Que nous disent les noms d’époque en histoire ? Un des derniers ouvrages dirigés par l’historien de la Belle Epoque Dominique Kalifa se saisit de la question. De la «Restauration» aux «années de plomb» en passant par les «Trente Glorieuses» et le «printemps des peuples», que révèlent ces chrononymes de notre rapport au passé et de sa mise en récit (1) ? Dans l’introduction, Dominique Kalifa pointe la «charge d’anachronisme», les raccourcis et les impasses inhérents à cet exercice consistant à résumer cavalièrement en un, deux ou trois mots, des séquences de plusieurs années voire de décennies, prenant le risque d’en trahir la richesse et la complexité.
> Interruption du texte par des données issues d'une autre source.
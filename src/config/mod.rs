mod types;

pub use types::*;

use crate::{Error, Result};
use std::env;
use tracing::debug;

pub async fn load() -> Result<Config> {
    let config_path = env::var("CONFIG_PATH").unwrap_or_else(|_| "config.yaml".to_string());

    debug!("Loading configuration from: {}", config_path);

    let config_str = tokio::fs::read_to_string(&config_path).await?;
    let mut config = parse(&config_str)?;

    if let Ok(api_key) = env::var("LLM_API_KEY") {
        config.llm.api_key = api_key;
    }

    validate(&config)?;
    Ok(config)
}

pub fn parse(config_str: &str) -> Result<Config> {
    Ok(serde_yaml::from_str(config_str)?)
}

pub fn validate(config: &Config) -> Result<()> {
    if config.llm.api_key.trim().is_empty() {
        return Err(Error::config(
            "llm.api_key is empty; set it in the config file or LLM_API_KEY",
        ));
    }
    if config.llm.model.trim().is_empty() {
        return Err(Error::config("llm.model is empty"));
    }
    if config.llm.timeout_secs == 0 {
        return Err(Error::config("llm.timeout_secs must be greater than zero"));
    }
    Ok(())
}
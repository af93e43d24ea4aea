pub mod handlers;
pub mod types;

use crate::{Result, config::Config, llm::OpenAiClient};
use axum::{
    Router,
    routing::{get, post},
};
use std::{net::SocketAddr, sync::Arc};
use tower_http::{cors::CorsLayer, trace::TraceLayer};
use tracing::info;

pub use handlers::AppState;

pub fn router(state: AppState) -> Router {
    Router::new()
        .route("/api/diagnosis", post(handlers::diagnosis))
        .route("/api/federated-learning", post(handlers::federated_learning))
        .route("/api/tele-consultation", post(handlers::tele_consultation))
        .route("/api/login", post(handlers::login))
        .route("/api/check-in", post(handlers::check_in))
        .route("/api/abdm/link", post(handlers::link_health_id))
        .route("/api/features", get(handlers::features))
        .route("/health", get(handlers::health))
        .layer(TraceLayer::new_for_http())
        .layer(CorsLayer::permissive())
        .with_state(state)
}

pub async fn run(config: Config) -> Result<()> {
    info!(
        "Using {} model {} at {}",
        config.llm.provider, config.llm.model, config.llm.base_url
    );
    let llm = OpenAiClient::new(config.llm.clone())?;

    let app = router(AppState::new(Arc::new(llm)));

    let addr = SocketAddr::new(config.server.host.parse()?, config.server.port);

    info!("Starting server on {}", addr);

    let listener = tokio::net::TcpListener::bind(addr).await?;
    axum::serve(listener, app).await?;

    Ok(())
}
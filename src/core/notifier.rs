// src/core/notifier.rs
//! Result notifications ("toasts"), decoupled from the workflow through [`Notifier`].

use std::fmt;
use tokio::sync::mpsc;
use tracing::{info, warn};

use crate::error::UploadError;

#[derive(Debug, Clone, Copy, PartialEq, Eq)]
pub enum NotificationLevel {
    Success,
    Error,
}

#[derive(Debug, Clone, PartialEq, Eq)]
pub struct Notification {
    pub level: NotificationLevel,
    pub title: String,
    pub description: String,
}

impl Notification {
    pub fn success(file_name: &str) -> Self {
        Self {
            level: NotificationLevel::Success,
            title: "PDF Parsed Successfully!".to_string(),
            description: format!("Extracted information from {}", file_name),
        }
    }

    pub fn failure(error: &UploadError) -> Self {
        Self {
            level: NotificationLevel::Error,
            title: error.title().to_string(),
            description: error.to_string(),
        }
    }
}

impl fmt::Display for Notification {
    fn fmt(&self, f: &mut fmt::Formatter<'_>) -> fmt::Result {
        let marker = match self.level {
            NotificationLevel::Success => "✓",
            NotificationLevel::Error => "✗",
        };
        write!(f, "{} {}: {}", marker, self.title, self.description)
    }
}

pub trait Notifier: Send + Sync {
    fn notify(&self, notification: Notification);
}

/// Writes notifications to the tracing pipeline only.
#[derive(Debug, Default, Clone, Copy)]
pub struct LogNotifier;

impl Notifier for LogNotifier {
    fn notify(&self, notification: Notification) {
        match notification.level {
            NotificationLevel::Success => info!("{}", notification),
            NotificationLevel::Error => warn!("{}", notification),
        }
    }
}

/// Logs, then forwards notifications to a receiver owned by the presentation layer.
#[derive(Debug, Clone)]
pub struct ChannelNotifier {
    tx: mpsc::UnboundedSender<Notification>,
}

impl ChannelNotifier {
    pub fn channel() -> (Self, mpsc::UnboundedReceiver<Notification>) {
        let (tx, rx) = mpsc::unbounded_channel();
        (Self { tx }, rx)
    }
}

impl Notifier for ChannelNotifier {
    fn notify(&self, notification: Notification) {
        LogNotifier.notify(notification.clone());
        if self.tx.send(notification).is_err() {
            warn!("Notification dropped: receiver closed");
        }
    }
}
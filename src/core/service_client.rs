// src/core/service_client.rs
//! HTTP client for the extraction service

use anyhow::{Context, Result};
use reqwest::multipart::{Form, Part};
use std::future::Future;
use tracing::{error, info, trace};

use crate::config::ClientConfig;
use crate::error::UploadError;
use crate::types::{ApiResponse, UploadFile};

/// Multipart field the service reads the document from.
const FILE_FIELD: &str = "file";

/// Transport seam between the upload workflow and the extraction service.
pub trait ExtractionService: Send + Sync {
    /// Send one document and return the decoded envelope. Non-2xx statuses,
    /// connection failures and undecodable bodies come back as errors.
    fn parse_pdf(
        &self,
        file: &UploadFile,
    ) -> impl Future<Output = Result<ApiResponse, UploadError>> + Send;
}

pub struct ServiceClient {
    client: reqwest::Client,
    endpoint: String,
}

impl ServiceClient {
    /// Create new service client with configuration
    pub fn new(config: &ClientConfig) -> Result<Self> {
        let mut builder = reqwest::Client::builder();
        if let Some(seconds) = config.timeout_seconds {
            builder = builder.timeout(std::time::Duration::from_secs(seconds));
        }
        let client = builder.build().context("Failed to create HTTP client")?;

        Ok(Self {
            client,
            endpoint: config.parse_pdf_url(),
        })
    }

    pub fn endpoint(&self) -> &str {
        &self.endpoint
    }

    async fn send(&self, file: &UploadFile) -> Result<ApiResponse, UploadError> {
        let part = Part::bytes(file.bytes().to_vec())
            .file_name(file.name().to_string())
            .mime_str(file.content_type())
            .map_err(|e| UploadError::connection(format!("Failed to create multipart: {}", e)))?;
        let form = Form::new().part(FILE_FIELD, part);

        info!(
            "Calling extraction service: {} ({}, {} bytes)",
            self.endpoint,
            file.name(),
            file.size()
        );

        let response = self
            .client
            .post(&self.endpoint)
            .multipart(form)
            .send()
            .await
            .map_err(|e| {
                error!("Extraction request failed: {}", e);
                UploadError::connection(e.to_string())
            })?;

        let status = response.status();
        trace!("Response status: {}", status);

        if !status.is_success() {
            let error_text = response
                .text()
                .await
                .unwrap_or_else(|_| "Unknown error".to_string());
            error!("Extraction service error response {}: {}", status, error_text);
            return Err(UploadError::status(status.as_u16()));
        }

        let response_text = response.text().await.map_err(|e| {
            error!("Failed to read extraction response body: {}", e);
            UploadError::connection(e.to_string())
        })?;

        serde_json::from_str::<ApiResponse>(&response_text).map_err(|e| {
            error!(
                "Failed to parse extraction response: {}. Raw response: {}",
                e, response_text
            );
            UploadError::MalformedResponse(e.to_string())
        })
    }
}

impl ExtractionService for ServiceClient {
    fn parse_pdf(
        &self,
        file: &UploadFile,
    ) -> impl Future<Output = Result<ApiResponse, UploadError>> + Send {
        self.send(file)
    }
}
Et pourtant, l’histoire ne consiste-t-elle pas, précisément, à faire tenir «un siècle en une page», comme a pu l’écrire Paul Veyne ? L’ouvrage est donc moins un plaidoyer contre l’usage des noms d’époque qu’un exercice réflexif, propre à n’importe quelle discipline scientifique, destiné à saisir les ressorts de la genèse et à analyser le «feuilleté sémantique» (Dominique Kalifa) de chacune de ces formules, dont personne ne contestera les séductions et les attraits.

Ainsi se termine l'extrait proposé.